When scoring the test, the difference between scores of the current
body image and scores of the ideal image is calculated. A high
score on the Silhouette test indicates greater body dissatisfaction.
Assessment of Nutritional Practice:
The
Food Frequency Questionnaire
Nutritional practice was assessed using a Food Frequency
Questionnaire (FFQ) developed by Rockett et al.[33]. The FFQ
was chosen over other well established measures of nutritional
practice such as the 24-hour dietary recall because it assesses
dietary intake for a longer period of time. For example, the 24-hour
dietary recall measures food intake only for a single day. The FFQ
use for this study consisted of 28 food items about the intake of
carbohydrates, proteins, vitamins and minerals. Respondents have
to indicate, using the response options, how often each food item
is eaten in the past week. The FFQ has good validity. Correlation
coefficients between the FFQ and the 24-hour dietary recall range
from 0.21 to 0.58[33]. It takes about 15 minutes to complete the
questionnaire. In scoring the FFQ, a score of 7 is assigned to the
response option which indicates highest consumption of the food
item through to 0 which is assigned to the response option “not eaten”. The score ticked for each of the food items are summed
up in order to provide the total frequency of food consumed daily.
A higher score on the FFQ indicates high food intake, whereas
a lower score indicates less food intake. Only participants with
higher score on the FFQ were selected to participate in the study.
Procedure:
The study procedure consisted of three stages:
1) The Screening process
2) The study assessment (data collection)
3) The 3 month exercise intervention
1. Study Screening Process:
Participants in both the experimental and control groups were
screened for health conditions, weight status and their actual activity
participation. Participants who had health problems as indicated on
the health screening questionnaire were excluded from the study.
Both experimental and control group participants were weighed
to the nearest kilogram. With reference to the norms of weightfor-age
[19], those with weight <5th percentile were classified as
underweight and excluded from the exercise intervention study.

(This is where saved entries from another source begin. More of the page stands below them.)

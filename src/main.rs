use anyhow::{Context, Result};
use clap::Parser;
use log::{error, info};
use std::io::{self, BufRead, Write};
use std::path::PathBuf;

mod commands;
mod frontend;
mod game;
mod output;

use crate::frontend::Frontend;
use crate::game::mode::Mode;
use crate::game::round::CategoryFilter;
use crate::game::settings::Settings;
use crate::game::Game;
use crate::output::terminal::TerminalOutput;

#[derive(Parser)]
#[command(name = "rock-quiz", version, about = "Rock and mineral flashcard quiz")]
struct Cli {
    /// Specimen catalog (.json or .csv). Defaults to rocks_data.json in the user data directory
    #[arg(long)]
    catalog: Option<PathBuf>,

    /// Game mode: category, easy or hard
    #[arg(long, default_value = "hard")]
    mode: Mode,

    /// Only ask about specimens of this category ("all" for no filter)
    #[arg(long, default_value = "all")]
    category: CategoryFilter,

    /// Image shown for specimens without a picture
    #[arg(long)]
    placeholder: Option<String>,

    /// Seed for specimen selection, for reproducible sessions
    #[arg(long)]
    seed: Option<u64>,
}

impl Cli {
    fn into_settings(self) -> Settings {
        let defaults = Settings::default();
        Settings {
            catalog_path: self.catalog,
            mode: self.mode,
            category_filter: self.category,
            placeholder_image: self.placeholder.unwrap_or(defaults.placeholder_image),
            seed: self.seed,
        }
    }
}

fn main() -> Result<()> {
    pretty_env_logger::init();
    let settings = Cli::parse().into_settings();

    let mut game = Game::new(&settings);
    let catalog_path = settings.get_catalog_path()?;
    info!("Loading specimen catalog from {:?}", catalog_path);
    if let Err(e) = game.open_catalog(&catalog_path) {
        error!("{}", e);
    }

    let mut frontend = Frontend::new(game, TerminalOutput::new());
    frontend.begin().context("Could not start the quiz")?;

    let stdin = io::stdin();
    let mut lines = stdin.lock().lines();
    while !frontend.is_over() {
        print!("{}", frontend.prompt());
        io::stdout().flush()?;
        match lines.next() {
            Some(line) => frontend.handle_line(&line?),
            None => break,
        }
    }

    Ok(())
}
use std::fmt;
use std::str::FromStr;

use crate::game::catalog::Specimen;
use crate::game::mode::{Hint, Mode};


pub const REVEAL_LABEL: &str = "Reveal Answer";
pub const NEXT_LABEL: &str = "Next Card";

#[derive(Clone, Debug, Eq, Hash, PartialEq)]
pub enum CategoryFilter {
    All,
    Category(String),
}

impl Default for CategoryFilter {
    fn default() -> Self {
        CategoryFilter::All
    }
}

impl FromStr for CategoryFilter {
    type Err = std::convert::Infallible;

    fn from_str(s: &str) -> Result<Self, Self::Err> {
        Ok(CategoryFilter::from_name(s))
    }
}

impl CategoryFilter {
    pub fn from_name(name: &str) -> Self {
        let name = name.trim();
        if name.is_empty() || name.eq_ignore_ascii_case("all") {
            CategoryFilter::All
        } else {
            CategoryFilter::Category(name.to_owned())
        }
    }
}

impl fmt::Display for CategoryFilter {
    fn fmt(&self, f: &mut fmt::Formatter<'_>) -> fmt::Result {
        match self {
            CategoryFilter::All => f.write_str("all"),
            CategoryFilter::Category(category) => f.write_str(category),
        }
    }
}

/// Everything disclosed about a specimen once its round is over.
#[derive(Clone, Debug, Eq, PartialEq)]
pub struct RevealInfo {
    pub common_name: String,
    pub scientific_name: Option<String>,
    pub category: String,
    pub key_facts: String,
    pub source_url: Option<String>,
}

impl From<&Specimen> for RevealInfo {
    fn from(specimen: &Specimen) -> Self {
        RevealInfo {
            common_name: specimen.common_name.clone(),
            scientific_name: specimen.scientific_name.clone(),
            category: specimen.category.clone(),
            key_facts: specimen.key_facts.clone(),
            source_url: specimen.source_url.clone(),
        }
    }
}

#[derive(Clone, Debug, Eq, PartialEq)]
pub enum GradeResult {
    Ignored,
    Incorrect,
    Correct(RevealInfo),
}

#[derive(Clone, Copy, Debug, Eq, PartialEq)]
pub struct Controls {
    pub input_enabled: bool,
    pub submit_enabled: bool,
    pub hint_enabled: bool,
    pub reveal_label: &'static str,
}

impl Controls {
    pub fn disabled() -> Self {
        Controls {
            input_enabled: false,
            submit_enabled: false,
            hint_enabled: false,
            reveal_label: REVEAL_LABEL,
        }
    }
}

#[derive(Clone, Debug, PartialEq, Eq)]
pub struct RoundState {
    pub specimen: Specimen,
    pub mode: Mode,
    pub category_filter: CategoryFilter,
    pub revealed: bool,
}

impl RoundState {
    pub fn new(specimen: Specimen, mode: Mode, category_filter: CategoryFilter) -> Self {
        RoundState {
            specimen,
            mode,
            category_filter,
            revealed: false,
        }
    }

    pub fn guess(&mut self, guess: &str) -> GradeResult {
        if self.revealed || guess.trim().is_empty() {
            return GradeResult::Ignored;
        }

        if self.mode.is_guess_correct(&self.specimen, guess) {
            self.revealed = true;
            GradeResult::Correct(self.reveal_info())
        } else {
            GradeResult::Incorrect
        }
    }

    pub fn hint(&self) -> Option<Hint> {
        if self.revealed {
            return None;
        }
        Some(self.mode.hint(&self.specimen))
    }

    pub fn reveal(&mut self) -> RevealInfo {
        self.revealed = true;
        self.reveal_info()
    }

    pub fn reveal_info(&self) -> RevealInfo {
        RevealInfo::from(&self.specimen)
    }

    pub fn controls(&self) -> Controls {
        let active = !self.revealed;
        Controls {
            input_enabled: active,
            submit_enabled: active,
            hint_enabled: active,
            reveal_label: if active { REVEAL_LABEL } else { NEXT_LABEL },
        }
    }
}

This is because it is not healthy for underweight participants to
do moderate to vigorous physical activity[18]. The participants’
baseline physical activity levels were assessed using the PAQ-A
and the pedometer. Those who scored highly on physical activity
were also excluded from the study. This is because the main
purpose of the intervention was to increase physical exercises
among participants who did not meet the recommended level of
physical exercise. Again, using a simple random sampling method,
additional number of participants were excluded to get the final 60
participants for the experimental and control group in the study.

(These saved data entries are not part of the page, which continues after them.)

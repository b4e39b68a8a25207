use lazy_static::lazy_static;
use regex::Regex;
use serde::{Deserialize, Deserializer};

lazy_static! {
    static ref WHITESPACE_REGEX: Regex = Regex::new(r"\s+").unwrap();
}

/// Lowercases an answer, collapses whitespace runs into a single space and trims it.
pub fn normalize(answer: &str) -> String {
    WHITESPACE_REGEX
        .replace_all(&answer.to_lowercase(), " ")
        .trim()
        .to_owned()
}

// Blank strings in the data files mean the field is absent.
fn non_blank_string<'de, D>(deserializer: D) -> Result<Option<String>, D::Error>
where
    D: Deserializer<'de>,
{
    let value: Option<String> = Option::deserialize(deserializer)?;
    Ok(value.filter(|s| !s.trim().is_empty()))
}

#[derive(Clone, Debug, Deserialize, PartialEq, Eq)]
pub struct RawSpecimen {
    #[serde(default, deserialize_with = "non_blank_string")]
    pub id: Option<String>,
    pub common_name: String,
    #[serde(default, deserialize_with = "non_blank_string")]
    pub scientific_name: Option<String>,
    pub category: String,
    #[serde(default, deserialize_with = "non_blank_string")]
    pub key_facts: Option<String>,
    #[serde(default, deserialize_with = "non_blank_string")]
    pub image_url: Option<String>,
    #[serde(default, deserialize_with = "non_blank_string")]
    pub source_url: Option<String>,
}

#[derive(Clone, Debug, PartialEq, Eq)]
pub struct Specimen {
    pub id: Option<String>,
    pub common_name: String,
    pub scientific_name: Option<String>,
    pub category: String,
    pub key_facts: String,
    pub image_url: Option<String>,
    pub source_url: Option<String>,
}

impl Specimen {
    pub fn is_name(&self, guess: &str) -> bool {
        normalize(guess) == normalize(&self.common_name)
    }

    pub fn is_category(&self, guess: &str) -> bool {
        normalize(guess) == normalize(&self.category)
    }
}

impl From<RawSpecimen> for Specimen {
    fn from(raw_specimen: RawSpecimen) -> Self {
        Specimen {
            id: raw_specimen.id,
            common_name: raw_specimen.common_name,
            scientific_name: raw_specimen.scientific_name,
            category: raw_specimen.category,
            key_facts: raw_specimen.key_facts.unwrap_or_default(),
            image_url: raw_specimen.image_url,
            source_url: raw_specimen.source_url,
        }
    }
}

Figure 1 shows the screening procedure for the study.

Figure 1. Chart illustrating the recruitment of participants and the screening process for the exercise intervention study in one school
(pilot study)

Figure 2. Chart illustrating the recruitment of participants and the screening process for the exercise intervention study in two separate
schools.

2. Study Assessment (Data Collection):
This experimental study was to determine the impact of an exercise
intervention on participants’ physical activity participation levels,
executive functioning, physical self-worth and body image. First
of all, a pilot study of the experimental study was carried out in one
school in order to find out if there was the need for modification
of the study procedure. In the single school, where the pilot study
was conducted, participants were separated into experimental
and control groups. The actual experimental study, however, was
conducted in two separate schools. In the procedure, first, baseline
assessments were taken on exercise participation, executive
functioning, physical self-worth, body image and nutritional
practice for both the experimental and control groups during the
first week. Secondly, a moderate to vigorous physical exercise
programme was planned for the participants in the experimental
school only. Participants in the control school did not do any
structured exercise.
After the physical exercise intervention, both the experimental and
control groups did a post-test on physical exercise participation,
cognitive functioning, physical self-worth and body image in order
to find out the outcome of the exercise intervention on participants’

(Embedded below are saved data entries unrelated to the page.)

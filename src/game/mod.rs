use log::{error, info, warn};
use rand::rngs::StdRng;
use rand::seq::SliceRandom;
use rand::SeedableRng;
use std::path::Path;

pub mod catalog;
pub mod error;
pub mod mode;
pub mod round;
pub mod settings;

use self::catalog::{Catalog, RawSpecimen};
use self::error::{Error, Result};
use self::mode::{Hint, Mode, Question};
use self::round::{CategoryFilter, Controls, GradeResult, RevealInfo, RoundState};
use self::settings::Settings;


/// Raised when a category filter matches nothing and the full catalog was used instead.
#[derive(Clone, Debug, Eq, PartialEq)]
pub struct NoMatchWarning {
    pub category: String,
}

#[derive(Clone, Debug, Eq, PartialEq)]
pub struct RoundStart {
    pub round: RoundState,
    pub warning: Option<NoMatchWarning>,
}

#[derive(Debug)]
enum Phase {
    Uninitialized,
    Failed(Error),
    Ready,
    Round(RoundState),
}

pub struct Game {
    catalog: Option<Catalog>,
    current_phase: Phase,
    mode: Mode,
    category_filter: CategoryFilter,
    placeholder_image: String,
    rng: StdRng,
}

impl Game {
    pub fn new(settings: &Settings) -> Game {
        let rng = match settings.seed {
            Some(seed) => StdRng::seed_from_u64(seed),
            None => StdRng::from_entropy(),
        };
        Game {
            catalog: None,
            current_phase: Phase::Uninitialized,
            mode: settings.mode,
            category_filter: settings.category_filter.clone(),
            placeholder_image: settings.placeholder_image.clone(),
            rng,
        }
    }

    fn set_current_phase(&mut self, phase: Phase) {
        match &phase {
            Phase::Round(round) => info!(
                "Entering round: {} [{}] ({} mode, specimen id {})",
                round.specimen.common_name,
                round.specimen.category,
                round.mode,
                round.specimen.id.as_deref().unwrap_or("none")
            ),
            Phase::Failed(e) => error!("Game is unavailable: {}", e),
            other => info!("Entering game phase: {:?}", other),
        }
        self.current_phase = phase;
    }

    pub fn load_catalog(&mut self, raw_specimens: Vec<RawSpecimen>) -> Result<&Catalog> {
        let catalog = Catalog::from_raw_specimens(raw_specimens);
        self.accept_catalog(catalog)
    }

    pub fn open_catalog(&mut self, source: &Path) -> Result<&Catalog> {
        let catalog = Catalog::open(source);
        self.accept_catalog(catalog)
    }

    fn accept_catalog(&mut self, catalog: Result<Catalog>) -> Result<&Catalog> {
        match catalog {
            Ok(catalog) => {
                info!(
                    "Loaded {} specimens in {} categories",
                    catalog.get_specimens().len(),
                    catalog.get_categories().len()
                );
                self.set_current_phase(Phase::Ready);
                Ok(&*self.catalog.insert(catalog))
            }
            Err(e) => {
                self.catalog = None;
                self.set_current_phase(Phase::Failed(e.clone()));
                Err(e)
            }
        }
    }

    pub fn get_categories(&self) -> &[String] {
        match &self.catalog {
            Some(catalog) => catalog.get_categories().as_slice(),
            None => &[],
        }
    }

    pub fn start_round(
        &mut self,
        category_filter: CategoryFilter,
        mode: Mode,
    ) -> Result<RoundStart> {
        let catalog = match (&self.current_phase, &self.catalog) {
            (Phase::Failed(e), _) => return Err(e.clone()),
            (_, Some(catalog)) => catalog,
            (_, None) => return Err(Error::NotLoaded),
        };

        let mut candidates = catalog.filter(&category_filter);
        let mut warning = None;
        let mut category_filter = category_filter;
        if candidates.is_empty() {
            warn!("No specimens found for category filter `{}`", category_filter);
            warning = Some(NoMatchWarning {
                category: category_filter.to_string(),
            });
            category_filter = CategoryFilter::All;
            candidates = catalog.filter(&category_filter);
        }

        let specimen = candidates
            .choose(&mut self.rng)
            .map(|s| (*s).clone())
            .ok_or(Error::NotLoaded)?;

        self.mode = mode;
        self.category_filter = category_filter.clone();
        let round = RoundState::new(specimen, mode, category_filter);
        self.set_current_phase(Phase::Round(round.clone()));
        Ok(RoundStart { round, warning })
    }

    pub fn next_round(&mut self) -> Result<RoundStart> {
        self.start_round(self.category_filter.clone(), self.mode)
    }

    pub fn set_mode(&mut self, mode: Mode) -> Result<RoundStart> {
        self.start_round(self.category_filter.clone(), mode)
    }

    pub fn set_category_filter(&mut self, category_filter: CategoryFilter) -> Result<RoundStart> {
        self.start_round(category_filter, self.mode)
    }

    pub fn submit_guess(&mut self, guess: &str) -> GradeResult {
        match &mut self.current_phase {
            Phase::Round(round) => {
                let result = round.guess(guess);
                if let GradeResult::Correct(_) = result {
                    info!("Correct guess: {}", guess.trim());
                }
                result
            }
            _ => GradeResult::Ignored,
        }
    }

    pub fn request_hint(&self) -> Option<Hint> {
        match &self.current_phase {
            Phase::Round(round) => round.hint(),
            _ => None,
        }
    }

    pub fn reveal_answer(&mut self) -> Option<RevealInfo> {
        match &mut self.current_phase {
            Phase::Round(round) => Some(round.reveal()),
            _ => None,
        }
    }

    pub fn get_round(&self) -> Option<&RoundState> {
        match &self.current_phase {
            Phase::Round(round) => Some(round),
            _ => None,
        }
    }

    pub fn get_question(&self) -> Option<Question> {
        self.get_round()
            .map(|round| round.mode.question(&round.specimen, &self.placeholder_image))
    }

    pub fn get_controls(&self) -> Controls {
        match self.get_round() {
            Some(round) => round.controls(),
            None => Controls::disabled(),
        }
    }

    pub fn get_error(&self) -> Option<&Error> {
        match &self.current_phase {
            Phase::Failed(e) => Some(e),
            _ => None,
        }
    }

    pub fn get_mode(&self) -> Mode {
        self.mode
    }

    pub fn get_category_filter(&self) -> &CategoryFilter {
        &self.category_filter
    }
}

physical activity levels and well-being.
It is important to note that the baseline and the post-intervention
assessment were conducted in the morning in order to avoid the
possible influence of tiredness on the cognitive performance test.
It has been suggested that cognitive tests should be administered in
the morning time when students seem to have a better concentration
[34]. During the baseline and post-test assessment, participants
were comfortably seated in a classroom. They were given some
brief information about the purpose of the study and what they
were supposed to do. They were told that the questionnaires
they would be completing were not an exam and also assured of
confidentiality. After the introductory guidelines, the participants
were provided with pens. Then the study questionnaires on physical
activity participation, cognitive functioning, and self-esteem were
distributed.
The researcher read out the instructions of each questionnaire to
the students. Research assistants were also around to assist students
who needed help regarding completion of the questionnaires. The
data collection lasted about 2 hours. After the students finished
responding to the questionnaires, the participants from each school
were guided to wear pedometers for one week. The pedometer
measurement was done in order to confirm the reported physical
exercise levels (via the PAQ-A). Demonstrations were done to
show these participants how to wear the pedometer.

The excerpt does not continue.